The team traditionally play in vertical black and white stripes.

History

Founded in 1898 as "Candido Augusto Vecchi", the team changed its name to Ascoli Vigor in 1905, U.S. Ascolana in 1921, and A.S. Ascoli in 1945. In 1955, the team was acquired and saved from bankruptcy by publishing magnate, Cino Del Duca, who merged it with his own team forming "Del Duca Ascoli". The stadium still bears his and his brother's name. In 1959 the team finally returned in Serie C for the first time since before the beginning of World War II. In 1971, under the chairmanship of Costantino Rozzi, who had acquired the team three years earlier, the team changed its name to the current one, finally being known as Ascoli Calcio 1898. From that same year, the team, led by Carlo Mazzone as coach, gained two consecutive promotions, being promoted in Serie B, and then Serie A, for the first time. The team stayed in Serie A for two seasons before being once again relegated to Serie B.

Ascoli returned to Serie A in 1978 and enjoyed a seven-year tenure in the top league, during which time they managed to finish a surprising 4th in 1980 and 6th in 1982. Some of the most notable players under the management of Mazzone and Giovan Battista Fabbri included Adelio Moro, Alessandro Scanziani, Gianfranco Bellotto, Walter Novellino and Andrea Mandorlini, as well as Walter De Vecchi and Giuseppe Greco. After relegation in 1985, the club immediately bounced back and stayed for four more years. Another return to Serie A followed in 1991 but this lasted only one season. After just missing out on promotion for two years running, the club went into decline and were relegated to Serie C1 in 1995. They would remain there for seven seasons, returning to B as Serie C1/B champions in 2002.

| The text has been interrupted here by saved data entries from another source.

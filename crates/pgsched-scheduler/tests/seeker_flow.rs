// Database discovery against the in-memory store.

mod common;

use std::{sync::Arc, time::Duration};

use common::{FakeConnector, Reply, SchemaCheck};
use pgsched_scheduler::{launch, DatabaseSeeker, DispatcherSettings, Registration};
use tokio::{sync::watch, time::Instant};

fn store_with(databases: &[&str]) -> FakeConnector {
    let store = FakeConnector::new();
    store.with(|s| s.databases = databases.iter().map(|d| d.to_string()).collect());
    store
}

fn seeker(store: &FakeConnector, exclude: &[&str]) -> DatabaseSeeker<FakeConnector> {
    DatabaseSeeker::new(
        Arc::new(store.clone()),
        "postgres",
        exclude.iter().map(|d| d.to_string()).collect(),
        Duration::from_secs(30),
        DispatcherSettings::default(),
    )
}

fn names<C: pgsched_scheduler::Connector>(dispatchers: &[pgsched_scheduler::Dispatcher<C>]) -> Vec<String> {
    let mut names: Vec<String> = dispatchers.iter().map(|d| d.database().to_string()).collect();
    names.sort();
    names
}

#[tokio::test]
async fn only_databases_with_schema_get_dispatchers() {
    let store = store_with(&["postgres", "alpha", "beta", "gamma"]);
    store.with(|s| s.schemas.insert("beta".into(), SchemaCheck::Missing));
    let mut seeker = seeker(&store, &[]);

    let dispatchers = seeker.discover().await.unwrap();

    assert_eq!(names(&dispatchers), vec!["alpha", "gamma"]);
    assert_eq!(seeker.registrations()["alpha"], Registration::Active);
    assert!(matches!(seeker.registrations()["beta"], Registration::Failed(_)));
    // bootstrap and beta released, alpha and gamma held as polling handles
    assert_eq!(store.with(|s| s.open_connections), 2);

    drop(dispatchers);
    assert_eq!(store.with(|s| s.open_connections), 0);
}

#[tokio::test]
async fn bootstrap_and_configured_names_are_excluded() {
    let store = store_with(&["postgres", "admin", "alpha"]);
    let mut seeker = seeker(&store, &["admin"]);

    let dispatchers = seeker.discover().await.unwrap();

    assert_eq!(names(&dispatchers), vec!["alpha"]);
    let exclude = store.with(|s| s.last_exclude.clone());
    assert!(exclude.contains(&"postgres".to_string()));
    assert!(exclude.contains(&"admin".to_string()));
}

#[tokio::test(start_paused = true)]
async fn hung_check_is_abandoned_at_timeout() {
    let store = store_with(&["alpha", "beta", "gamma"]);
    store.with(|s| s.schemas.insert("gamma".into(), SchemaCheck::Hang));
    let mut seeker = seeker(&store, &[]);
    let started = Instant::now();

    let dispatchers = seeker.discover().await.unwrap();

    let elapsed = started.elapsed();
    assert!(elapsed >= Duration::from_secs(30) && elapsed < Duration::from_secs(31));
    assert_eq!(names(&dispatchers), vec!["alpha", "beta"]);
    assert!(matches!(seeker.registrations()["gamma"], Registration::Failed(_)));
    // gamma's handle went away with its aborted check
    assert_eq!(store.with(|s| s.open_connections), 2);
}

#[tokio::test]
async fn unreachable_bootstrap_is_an_error() {
    let store = store_with(&["alpha"]);
    store.with(|s| s.connect_failures = 1);
    let mut seeker = seeker(&store, &[]);

    assert!(seeker.discover().await.is_err());
    assert!(seeker.registrations().is_empty());
}

#[tokio::test]
async fn single_tenant_promotion_requires_schema() {
    let store = store_with(&[]);
    store.with(|s| s.schemas.insert("beta".into(), SchemaCheck::Missing));
    let mut seeker = seeker(&store, &[]);

    let dispatcher = seeker.promote("alpha").await.unwrap();
    assert_eq!(dispatcher.database(), "alpha");
    assert!(seeker.promote("beta").await.is_err());
    assert_eq!(store.with(|s| s.open_connections), 1);
}

#[tokio::test(start_paused = true)]
async fn discovered_dispatchers_run_independently() {
    let store = store_with(&["alpha", "gamma"]);
    store.script(Vec::new(), Reply::Wait(None));
    let mut seeker = seeker(&store, &[]);
    let dispatchers = seeker.discover().await.unwrap();

    let (tx, rx) = watch::channel(false);
    let mut running = launch(dispatchers, &rx);
    tokio::time::sleep(Duration::from_secs(1)).await;
    tx.send(true).unwrap();

    let mut stopped = Vec::new();
    while let Some(joined) = running.join_next().await {
        let (name, stats) = joined.unwrap();
        assert_eq!(stats.polls, 1);
        stopped.push(name);
    }
    stopped.sort();
    assert_eq!(stopped, vec!["alpha", "gamma"]);
    assert_eq!(store.with(|s| s.open_connections), 0);
}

In August 2005, after the sentence of relegation from Serie A for both Genoa and Torino respectively due to fraud and financial troubles, Ascoli, who obtained a place in the Serie B promotion playoffs the previous season under coach Marco Giampaolo, were arbitrarily admitted to Serie A as replacements, finishing a highly credible 12th. After the end of the season, Giampaolo, who gained a reputation as one of the finest young Italian coaches, resigned, being replaced by Attilio Tesser for the 2006/2007 season. Tesser, unable to obtain good results in his time with Ascoli, was fired after a 1–0 loss at home to Empoli F.C. in the 11th matchday, and replaced by veteran coach Nedo Sonetti.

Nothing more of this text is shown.